2.2.3. Hydrothermal process

Hydrothermal process refers to the thermochemical process of treating waste biomass from refinery with hot compressed water and is a potential pretreatment method for algal residues [37]. The density, ion dissociation constant, and static dielectric constant values of water reduce drastically under extreme environmental conditions. In particular, under conditions above the critical point of water (374.3 ℃ and 22.1 MPa), the reaction rate accelerates. Hot compressed water acts as a highly diffusive and soluble reactant. When this process is employed for increasing the carbon content of wet biomass, no prior drying is required. This makes it a potential alternative for the treatment of waste streams under certain conditions [1]. The thermochemical process is an appropriate technology for utilization of algae and energy recovery, due to its high organic content and moisture, as well as significantly reduced operational costs [38]. In general, hydrochar is generated through hydrothermal carbonization at 180–250 ℃. With increase in carbonization temperature and pressure, hydrochar is converted to bio-oil and bio-gas [39].

2.2.4. Torrefaction

Torrefaction is a thermochemical process of conversion, also known as mild-pyrolysis. It typically occurs under oxygen-free as well as atmospheric pressure conditions at temperatures between 200 ℃–300 ℃ and time period of 10-60 min [40]. Since moisture is expelled during torrefaction, the product has the attractive characteristics of lower moisture content, as well as higher calorific value and energy density [41]. Chen et al. demonstrated that torrefaction promoted the fuel properties of algae and decreased its reactivity by analyzing the element types, changes in functional groups, and combustion properties [42]. With decreased transportation costs, torrefaction was useful for efficiently upgrading the fuel properties of raw biomass and forming a high-quality biofuel from waste biomass, due to the brittle nature and better fuel properties of biomass [43, 44]. Furthermore, decrease in torrefaction duration, energy consumption, and carrier gas expense can be achieved by changing the carrier gas from N2 to air or other oxidative gases. This increased the energy efficiency, reduced the cost, and improved the application feasibility, except for slightly high ash content [13, 45].

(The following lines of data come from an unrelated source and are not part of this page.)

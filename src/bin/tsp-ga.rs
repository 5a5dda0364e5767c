//! Command-line front-end: solves a random TSP instance and prints the
//! convergence history and the best route found.

use clap::Parser;
use std::sync::mpsc;
use tracing_subscriber::EnvFilter;
use tsp_ga::{City, GaConfig, GeneticEngine};
use u_numflow::random::create_rng;

#[derive(Parser)]
#[command(name = "tsp-ga", about = "Genetic algorithm for the Euclidean TSP")]
struct Args {
    /// number of random cities
    #[arg(long, default_value_t = 25)]
    cities: usize,

    /// tours per generation
    #[arg(long, default_value_t = 100)]
    population: usize,

    /// top tours carried over unchanged each generation
    #[arg(long, default_value_t = 20)]
    elite: usize,

    /// per-position swap probability
    #[arg(long, default_value_t = 0.01)]
    mutation_rate: f64,

    /// generations, counting the initial population
    #[arg(long, default_value_t = 100)]
    generations: usize,

    /// width of the city grid
    #[arg(long, default_value_t = 500)]
    width: u32,

    /// height of the city grid
    #[arg(long, default_value_t = 500)]
    height: u32,

    /// RNG seed for both city placement and the search
    #[arg(long)]
    seed: Option<u64>,

    /// print the best distance of every generation
    #[arg(long, default_value_t = false)]
    history: bool,
}

fn main() -> Result<(), Box<dyn std::error::Error>> {
    tracing_subscriber::fmt()
        .with_env_filter(EnvFilter::try_from_default_env().unwrap_or_else(|_| "info".into()))
        .with_thread_names(true)
        .init();

    let args = Args::parse();
    let seed = args.seed.unwrap_or_else(rand::random);

    let cities = City::random_grid(args.cities, args.width, args.height, &mut create_rng(seed));
    let config = GaConfig::default()
        .with_population_size(args.population)
        .with_elite_size(args.elite)
        .with_mutation_rate(args.mutation_rate)
        .with_generations(args.generations)
        .with_seed(seed);

    // Results come back on the worker thread; hand them to main over a channel.
    let (tx, rx) = mpsc::channel();
    GeneticEngine::new(cities, config)?
        .on_finish(move |outcome| {
            let _ = tx.send(outcome);
        })
        .spawn()?;

    let report = rx.recv()??;

    if args.history {
        for (generation, (distance, fitness)) in report
            .history
            .distances
            .iter()
            .zip(&report.history.fitnesses)
            .enumerate()
        {
            println!("{generation:>5}  distance {distance:>12.3}  fitness {fitness:.6e}");
        }
    }

    let first = report.history.distances.first().copied().unwrap_or_default();
    let last = report.history.distances.last().copied().unwrap_or_default();
    println!("seed:                {}", report.seed);
    println!("generation 0 best:   {first:.3}");
    println!("final generation:    {last:.3}");

    if let Some(best) = report.best_tour() {
        println!("best route ({:.3}):", report.tour_distance(best)?);
        for city in report.route(best) {
            println!("  {city}");
        }
    }

    Ok(())
}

3. Characteristics of algal biochar 3.1. Chemical compositions of algal biochar

The content and type of algal biochar are dependent on many factors, such as pyrolysis methods, algal species, operating parameters, and activation methods, which require optimization for any specific application. The C content of algal biochar is 28.5%–59.2% and its H content is approximately 7%. The N content is between 2.5%–11%, which is dependent on the protein content of algae. Meanwhile, S is present in relatively low amounts (0.5%–1.5%) in algae. The O/C and H/C atomic ratios are used as indices for analyzing the graphitization degree, stability, and heating value of biochar [46, 47]. In addition, functional groups, such as oxygencontaining groups (-COOH, -OH, and C=O) and N-containing groups (pyridine-N, pyrrole-N, graphitized-N, and oxidized-N) with optimal atomic ratios of H/C, O/C, N/C, and (N + O)/C, show significant properties and are in huge demand [18, 48]. It was reported that phenolic -OH and amino -NHx groups with abundant number of unpaired electrons would assist in the removal of pollutants. The two pairs of non-bonding electrons on oxygen of C=O may affect catalysis, since one of the pairs can serve as a nucleophile [49]. Moreover, the addition of organic/inorganic N-precursors (e.g., NH4Cl, urea, thiourea, and NH3) in pyrolysis process can modify nitrogen. The presence of N-functional groups helps in improving the alkalinity of biochar, which can be attributed to accumulation of CO2 by adsorption through Lewis acid-base interactions [50]. Conversion of CO2 to N2 atmosphere increases the SSA and also adds many oxygen functional groups to biochar at high pyrolysis temperature [51].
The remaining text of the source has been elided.